### EXTRACTED DATA
^^^^

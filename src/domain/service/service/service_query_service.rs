use std::sync::Arc;

use serde_json::Value;
use tracing::debug;

use crate::api::dto::paginated_response::PaginatedResponse;
use crate::core::client::orchestration::{
    OrchestrationClient, ServiceDescriptor, ServiceListFilter, TaskDescriptor, TaskListFilter,
};
use crate::domain::metric::common::util::metric_sampling_step::{format_period, parse_period};
use crate::domain::service::dto::{
    ServiceDetailDto, ServiceLogsDto, ServiceNetworkDto, ServiceStatsDto, ServiceSummaryDto,
};
use crate::domain::service::util::service_command::service_command;
use crate::errors::{internal_error, upstream_error, AppResult};

const DEFAULT_LOG_LINES: usize = 500;

/// Read-only views over orchestrated services.
pub struct ServiceQueryService {
    orchestrator: Arc<dyn OrchestrationClient>,
    page_size: usize,
    metrics_enabled: bool,
}

impl ServiceQueryService {
    pub fn new(orchestrator: Arc<dyn OrchestrationClient>, page_size: usize, metrics_enabled: bool) -> Self {
        Self {
            orchestrator,
            page_size: page_size.max(1),
            metrics_enabled,
        }
    }

    pub async fn list(
        &self,
        name: Option<String>,
        page: Option<usize>,
    ) -> AppResult<PaginatedResponse<ServiceSummaryDto>> {
        let filter = ServiceListFilter {
            name: name.filter(|n| !n.trim().is_empty()),
            page: page.unwrap_or(1).max(1),
            page_size: self.page_size,
        };
        debug!("Listing services {:?}", filter);

        let (services, total) = self
            .orchestrator
            .list_services(&filter)
            .await
            .map_err(upstream_error)?;

        Ok(PaginatedResponse {
            items: services.iter().map(ServiceSummaryDto::from).collect(),
            total,
            page: filter.page,
            page_size: filter.page_size,
        })
    }

    async fn inspect_with_tasks(&self, name: &str) -> AppResult<(ServiceDescriptor, Vec<TaskDescriptor>)> {
        let (service, _) = self
            .orchestrator
            .inspect_service(name)
            .await
            .map_err(upstream_error)?;
        let (tasks, _) = self
            .orchestrator
            .list_tasks(&TaskListFilter::for_service(name))
            .await
            .map_err(upstream_error)?;

        Ok((service, tasks))
    }

    /// Service with its tasks, the networks its virtual IPs live on and the
    /// CLI line that would recreate it.
    pub async fn detail(&self, name: &str) -> AppResult<ServiceDetailDto> {
        let (service, tasks) = self.inspect_with_tasks(name).await?;

        let vips = service
            .endpoint
            .as_ref()
            .map(|e| e.virtual_ips.as_slice())
            .unwrap_or_default();
        let mut networks = Vec::with_capacity(vips.len());
        for vip in vips {
            let network = self
                .orchestrator
                .inspect_network(&vip.network_id)
                .await
                .map_err(upstream_error)?;
            networks.push(ServiceNetworkDto {
                id: vip.network_id.clone(),
                name: network.name,
                address: vip.addr.clone(),
            });
        }
        debug!("Service {} is attached to {} network(s)", name, networks.len());

        Ok(ServiceDetailDto {
            command: service_command(&service),
            service,
            networks,
            tasks,
        })
    }

    pub async fn logs(&self, name: &str, line: Option<usize>, timestamps: Option<bool>) -> AppResult<ServiceLogsDto> {
        let line = line.unwrap_or(DEFAULT_LOG_LINES);
        let timestamps = timestamps.unwrap_or(false);

        let logs = self
            .orchestrator
            .service_logs(name, line, timestamps)
            .await
            .map_err(upstream_error)?;

        Ok(ServiceLogsDto {
            service: name.to_string(),
            line,
            timestamps,
            stdout: logs.stdout,
            stderr: logs.stderr,
        })
    }

    /// Inspect document exactly as the orchestrator returned it, pretty-printed.
    pub async fn raw(&self, name: &str) -> AppResult<String> {
        let (_, raw) = self
            .orchestrator
            .inspect_service(name)
            .await
            .map_err(upstream_error)?;

        let doc: Value = serde_json::from_slice(&raw).map_err(internal_error)?;
        serde_json::to_string_pretty(&doc).map_err(internal_error)
    }

    pub async fn stats(&self, name: &str, time: Option<&str>, refresh: Option<bool>) -> AppResult<ServiceStatsDto> {
        let period = parse_period(time)?;
        let (service, tasks) = self.inspect_with_tasks(name).await?;

        Ok(ServiceStatsDto {
            service,
            tasks,
            time: format_period(period),
            refresh: refresh.unwrap_or(true),
            metrics_enabled: self.metrics_enabled,
        })
    }
}

#[cfg(test)]
mod tests {
    use super::*;
    use crate::core::client::orchestration::{NetworkDescriptor, ServiceLogs};
    use crate::domain::service::model::ServiceSpec;
    use crate::errors::AppError;
    use anyhow::{anyhow, Result};
    use async_trait::async_trait;
    use serde_json::json;
    use std::sync::Mutex;

    struct MockOrchestrator {
        services: Vec<ServiceDescriptor>,
        raw: Vec<u8>,
        filters: Mutex<Vec<ServiceListFilter>>,
        log_requests: Mutex<Vec<(String, usize, bool)>>,
    }

    impl MockOrchestrator {
        fn with(names: &[&str]) -> Self {
            let services = names
                .iter()
                .map(|n| {
                    serde_json::from_value(json!({
                        "ID": format!("id-{n}"),
                        "Spec": {
                            "Name": n,
                            "TaskTemplate": { "ContainerSpec": { "Image": "nginx" } },
                            "Mode": { "Replicated": { "Replicas": 2 } }
                        },
                        "Endpoint": {
                            "VirtualIPs": [
                                { "NetworkID": "net-front", "Addr": "10.0.1.5/24" },
                                { "NetworkID": "net-back", "Addr": "10.0.2.5/24" }
                            ]
                        }
                    }))
                    .unwrap()
                })
                .collect();
            Self {
                services,
                raw: br#"{"ID":"id-web","Spec":{"Name":"web"}}"#.to_vec(),
                filters: Mutex::new(Vec::new()),
                log_requests: Mutex::new(Vec::new()),
            }
        }
    }

    #[async_trait]
    impl OrchestrationClient for MockOrchestrator {
        async fn inspect_service(&self, name: &str) -> Result<(ServiceDescriptor, Vec<u8>)> {
            self.services
                .iter()
                .find(|s| s.name() == name)
                .cloned()
                .map(|s| (s, self.raw.clone()))
                .ok_or_else(|| anyhow!("service {name} not found"))
        }

        async fn create_service(&self, _spec: &ServiceSpec) -> Result<()> {
            unimplemented!()
        }

        async fn update_service(&self, _spec: &ServiceSpec) -> Result<()> {
            unimplemented!()
        }

        async fn scale_service(&self, _name: &str, _replicas: u64) -> Result<()> {
            unimplemented!()
        }

        async fn rollback_service(&self, _name: &str) -> Result<()> {
            unimplemented!()
        }

        async fn remove_service(&self, _name: &str) -> Result<()> {
            unimplemented!()
        }

        async fn list_services(&self, filter: &ServiceListFilter) -> Result<(Vec<ServiceDescriptor>, usize)> {
            self.filters.lock().unwrap().push(filter.clone());
            let page = self
                .services
                .iter()
                .skip(filter.offset())
                .take(filter.page_size)
                .cloned()
                .collect();
            Ok((page, self.services.len()))
        }

        async fn list_tasks(&self, filter: &TaskListFilter) -> Result<(Vec<TaskDescriptor>, usize)> {
            let task = TaskDescriptor {
                id: format!("task-of-{}", filter.service.clone().unwrap_or_default()),
                ..Default::default()
            };
            Ok((vec![task], 1))
        }

        async fn inspect_network(&self, id: &str) -> Result<NetworkDescriptor> {
            match id.strip_prefix("net-") {
                Some(name) => Ok(NetworkDescriptor {
                    id: id.to_string(),
                    name: name.to_string(),
                    ..Default::default()
                }),
                None => Err(anyhow!("network {id} not found")),
            }
        }

        async fn service_logs(&self, name: &str, tail: usize, timestamps: bool) -> Result<ServiceLogs> {
            self.log_requests.lock().unwrap().push((name.to_string(), tail, timestamps));
            Ok(ServiceLogs {
                stdout: "listening on :80\n".into(),
                stderr: "warning: no config\n".into(),
            })
        }
    }

    fn query(orchestrator: MockOrchestrator) -> (ServiceQueryService, Arc<MockOrchestrator>) {
        let orchestrator = Arc::new(orchestrator);
        (ServiceQueryService::new(orchestrator.clone(), 2, true), orchestrator)
    }

    #[tokio::test]
    async fn list_pages_with_configured_size() {
        let (svc, mock) = query(MockOrchestrator::with(&["a", "b", "c"]));
        let page = svc.list(Some("  ".into()), Some(2)).await.unwrap();

        assert_eq!(page.total, 3);
        assert_eq!(page.page, 2);
        assert_eq!(page.items.len(), 1);
        assert_eq!(page.items[0].name, "c");
        assert_eq!(page.items[0].replicas, Some(2));

        let filter = mock.filters.lock().unwrap()[0].clone();
        assert_eq!(filter.name, None);
        assert_eq!(filter.page_size, 2);
    }

    #[tokio::test]
    async fn list_defaults_to_first_page() {
        let (svc, _) = query(MockOrchestrator::with(&["a", "b", "c"]));
        let page = svc.list(None, Some(0)).await.unwrap();
        assert_eq!(page.page, 1);
        assert_eq!(page.items.len(), 2);
    }

    #[tokio::test]
    async fn detail_includes_tasks() {
        let (svc, _) = query(MockOrchestrator::with(&["web"]));
        let detail = svc.detail("web").await.unwrap();
        assert_eq!(detail.service.id, "id-web");
        assert_eq!(detail.tasks[0].id, "task-of-web");
        assert_eq!(detail.command, "docker service create --name web --replicas 2 nginx");
    }

    #[tokio::test]
    async fn detail_resolves_virtual_ip_networks() {
        let (svc, _) = query(MockOrchestrator::with(&["web"]));
        let detail = svc.detail("web").await.unwrap();
        assert_eq!(
            detail.networks,
            vec![
                ServiceNetworkDto { id: "net-front".into(), name: "front".into(), address: "10.0.1.5/24".into() },
                ServiceNetworkDto { id: "net-back".into(), name: "back".into(), address: "10.0.2.5/24".into() },
            ]
        );
    }

    #[tokio::test]
    async fn detail_fails_when_a_network_cannot_be_resolved() {
        let mut mock = MockOrchestrator::with(&["web"]);
        mock.services[0].endpoint.as_mut().unwrap().virtual_ips[1].network_id = "gone".into();
        let (svc, _) = query(mock);
        assert!(matches!(svc.detail("web").await, Err(AppError::Upstream(_))));
    }

    #[tokio::test]
    async fn logs_default_to_last_500_lines_without_timestamps() {
        let (svc, mock) = query(MockOrchestrator::with(&["web"]));
        let logs = svc.logs("web", None, None).await.unwrap();

        assert_eq!((logs.line, logs.timestamps), (500, false));
        assert_eq!(logs.stdout, "listening on :80\n");
        assert_eq!(logs.stderr, "warning: no config\n");

        svc.logs("web", Some(20), Some(true)).await.unwrap();
        assert_eq!(
            *mock.log_requests.lock().unwrap(),
            vec![("web".to_string(), 500, false), ("web".to_string(), 20, true)]
        );
    }

    #[tokio::test]
    async fn missing_service_is_upstream_error() {
        let (svc, _) = query(MockOrchestrator::with(&["web"]));
        assert!(matches!(svc.detail("db").await, Err(AppError::Upstream(_))));
    }

    #[tokio::test]
    async fn raw_is_pretty_printed() {
        let (svc, _) = query(MockOrchestrator::with(&["web"]));
        let raw = svc.raw("web").await.unwrap();
        assert!(raw.contains("\n  \"ID\": \"id-web\""));
    }

    #[tokio::test]
    async fn raw_with_undecodable_body_is_internal() {
        let mut mock = MockOrchestrator::with(&["web"]);
        mock.raw = b"not json".to_vec();
        let (svc, _) = query(mock);
        assert!(matches!(svc.raw("web").await, Err(AppError::Internal(_))));
    }

    #[tokio::test]
    async fn stats_canonicalizes_period() {
        let (svc, _) = query(MockOrchestrator::with(&["web"]));
        let stats = svc.stats("web", Some("90m"), None).await.unwrap();
        assert_eq!(stats.time, "1h 30m");
        assert!(stats.refresh);
        assert!(stats.metrics_enabled);

        let err = svc.stats("web", Some("soon"), Some(false)).await.unwrap_err();
        assert!(matches!(err, AppError::InvalidArgument(_)));
    }
}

^^^^

### WORK TO COMPLETE
In the lines above, find each one with "found" and list it.

### RESULT FOR THIS TASK
                .ok_or_else(|| anyhow!("service {name} not found"))
                None => Err(anyhow!("network {id} not found")),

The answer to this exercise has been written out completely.